Add a Doc about guide on nvidia jetson #3182 #3205

lycanlancelot · 2025-01-29T11:49:20Z

Motivation

To add a doc about the step-by-step guide for using sglang on Nvidia Jetson platform #3182

Modifications

Added a file which is the replicate of guide from https://github.com/shahizat/SGLang-Jetson
Changed the index.rst for this file

Checklist

Format your code according to the Code Formatting with Pre-Commit.
Add unit tests as outlined in the Running Unit Tests.
Update documentation / docstrings / example tutorials as needed, according to Writing Documentation.
Provide throughput / latency benchmark results and accuracy evaluation results as needed, according to Benchmark and Profiling.

shuaills

Great work!

shuaills · 2025-01-31T18:11:37Z

docs/references/nvidia_jetson.md

+Step 1: Build FlashInfer from Source
+------------------------------------
+
+1.  Clone the FlashInfer repository:
+```bash
+git clone -b v0.2.0 https://github.com/flashinfer-ai/flashinfer.git --recursive
+cd flashinfer
+```
+
+2.  Build FlashInfer:
+```bash
+python3 setup.py --verbose bdist_wheel --dist-dir ./
+```
+3.  Install FlashInfer:
+```bash
+pip3 install flashinfer-0.2.0-py3-none-any.whl
+```
+Expected Output:
+```
+Successfully installed flashinfer-0.2.0
+```
+
+Step 2: Build SGLang from Source
+--------------------------------
+Clone the SGLang repository:
+```bash
+git clone https://github.com/sgl-project/sglang
+cd sglang
+```
+Build from source:
+```bash
+cd python
+pip install -e .
+```
+Build the SGLang kernel:
+```bash
+cd sgl-kernel
+python3 setup.py --verbose bdist_wheel --dist-dir ./
+pip3 install sgl_kernel-0.0.2.post14-cp310-cp310-linux_aarch64.whl
+```
+* * * * *


Why install FlashInfer separately? Is it a specific version?
If not, this can be referred to the installation link: [Installation Guide]
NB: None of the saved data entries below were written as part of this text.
//! Patient endpoints.
//!
//! - `GET /api/patients`: list
//! - `POST /api/patients`: create
//! - `GET|PUT|DELETE /api/patients/:id`
//! - `POST /api/patients/:id/statut`: append a treatment status transition

use axum::extract::{Path, State};
use axum::http::StatusCode;
use axum::Json;
use serde::{Deserialize, Serialize};

use crate::api::endpoints::{assign_created_at, assign_id};
use crate::api::error::ApiError;
use crate::api::types::ApiContext;
use crate::db;
use crate::models::enums::TreatmentStatus;
use crate::models::{dates, Patient};

#[derive(Serialize, Deserialize)]
pub struct PatientsResponse {
    pub patients: Vec<Patient>,
}

/// `GET /api/patients`
pub async fn list(State(ctx): State<ApiContext>) -> Result<Json<PatientsResponse>, ApiError> {
    let conn = ctx.open_db()?;
    let patients = db::list_patients(&conn)?;
    Ok(Json(PatientsResponse { patients }))
}

/// `GET /api/patients/:id`
pub async fn detail(
    State(ctx): State<ApiContext>,
    Path(id): Path<String>,
) -> Result<Json<Patient>, ApiError> {
    let conn = ctx.open_db()?;
    db::get_patient(&conn, &id)?
        .map(Json)
        .ok_or_else(|| ApiError::NotFound(format!("patient {id} not found")))
}

/// `POST /api/patients`
pub async fn create(
    State(ctx): State<ApiContext>,
    Json(mut patient): Json<Patient>,
) -> Result<(StatusCode, Json<Patient>), ApiError> {
    validate(&patient)?;
    patient.id = assign_id(&patient.id);
    patient.created_at = assign_created_at(patient.created_at.take());

    let conn = ctx.open_db()?;
    let stored = db::insert_patient(&conn, &patient)?;
    tracing::info!(patient_id = %stored.id, "Patient created");
    Ok((StatusCode::CREATED, Json(stored)))
}

/// `PUT /api/patients/:id`
pub async fn update(
    State(ctx): State<ApiContext>,
    Path(id): Path<String>,
    Json(mut patient): Json<Patient>,
) -> Result<Json<Patient>, ApiError> {
    validate(&patient)?;
    patient.id = id;

    let conn = ctx.open_db()?;
    Ok(Json(db::update_patient(&conn, &patient)?))
}

/// `DELETE /api/patients/:id`
pub async fn remove(
    State(ctx): State<ApiContext>,
    Path(id): Path<String>,
) -> Result<StatusCode, ApiError> {
    let conn = ctx.open_db()?;
    db::delete_patient(&conn, &id)?;
    tracing::info!(patient_id = %id, "Patient deleted");
    Ok(StatusCode::NO_CONTENT)
}

#[derive(Debug, Deserialize)]
pub struct StatusChangeRequest {
    pub statut: TreatmentStatus,
    /// Defaults to now.
    pub date: Option<String>,
}

/// `POST /api/patients/:id/statut`
pub async fn change_status(
    State(ctx): State<ApiContext>,
    Path(id): Path<String>,
    Json(req): Json<StatusChangeRequest>,
) -> Result<Json<Patient>, ApiError> {
    let date = req
        .date
        .filter(|d| !d.trim().is_empty())
        .unwrap_or_else(|| dates::format_instant(dates::now_local()));

    let conn = ctx.open_db()?;
    let patient = db::record_status_change(&conn, &id, req.statut, &date)?;
    tracing::info!(patient_id = %id, statut = %req.statut, "Patient status changed");
    Ok(Json(patient))
}

fn validate(patient: &Patient) -> Result<(), ApiError> {
    if patient.nom.trim().is_empty() && patient.prenom.trim().is_empty() {
        return Err(ApiError::BadRequest("Patient name is required".into()));
    }
    Ok(())
}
shuaills · 2025-01-31T18:17:35Z

docs/references/nvidia_jetson.md

+Launch the server:
+```bash
+python -m sglang.launch_server \
+  --model-path deepseek-ai/DeepSeek-R1-Distill-Llama-8B \
+  --device cuda \
+  --dtype half \
+  --attention-backend flashinfer \
+  --mem-fraction-static 0.8 \
+  --context-length 8192
+```


--device cuda, --attention-backend flashinfer are default settings.
By default context-length would be the value from the model's config.json. is there a special reason for 8192?
--dtype half explain why do we need quantization

shuaills · 2025-01-31T18:21:11Z

docs/references/nvidia_jetson.md

+Running Inference with Torch Native Backend
+-------------------------------------------
+
+Launch the server:
+```bash
+python -m sglang.launch_server \
+      --model-path deepseek-ai/DeepSeek-R1-Distill-Llama-8B \
+      --device cuda \
+      --attention-backend torch_native \
+      --mem-fraction-static 0.8 \
+      --context-length 8192
+```
+Output
+```bash
+[2025-01-26 23:26:39 TP0] Decode batch. #running-req: 1, #token: 221, token usage: 0.00, gen throughput (token/s): 8.04, #queue-req: 0
+```
+
+* * * * *
+
+Running Inference with Triton Backend
+-------------------------------------
+Launch the server:
+```bash
+python -m sglang.launch_server \
+      --model-path deepseek-ai/DeepSeek-R1-Distill-Llama-8B \
+      --device cuda \
+      --attention-backend triton \
+      --mem-fraction-static 0.8 \
+      --context-length 8192
+```
+Output
+```bash
+[2025-01-26 23:31:24 TP0] Decode batch. #running-req: 1, #token: 101, token usage: 0.00, gen throughput (token/s): 11.34, #queue-req:
+```


This part is repeating.
You can switch using --attention-backend and compare the performance.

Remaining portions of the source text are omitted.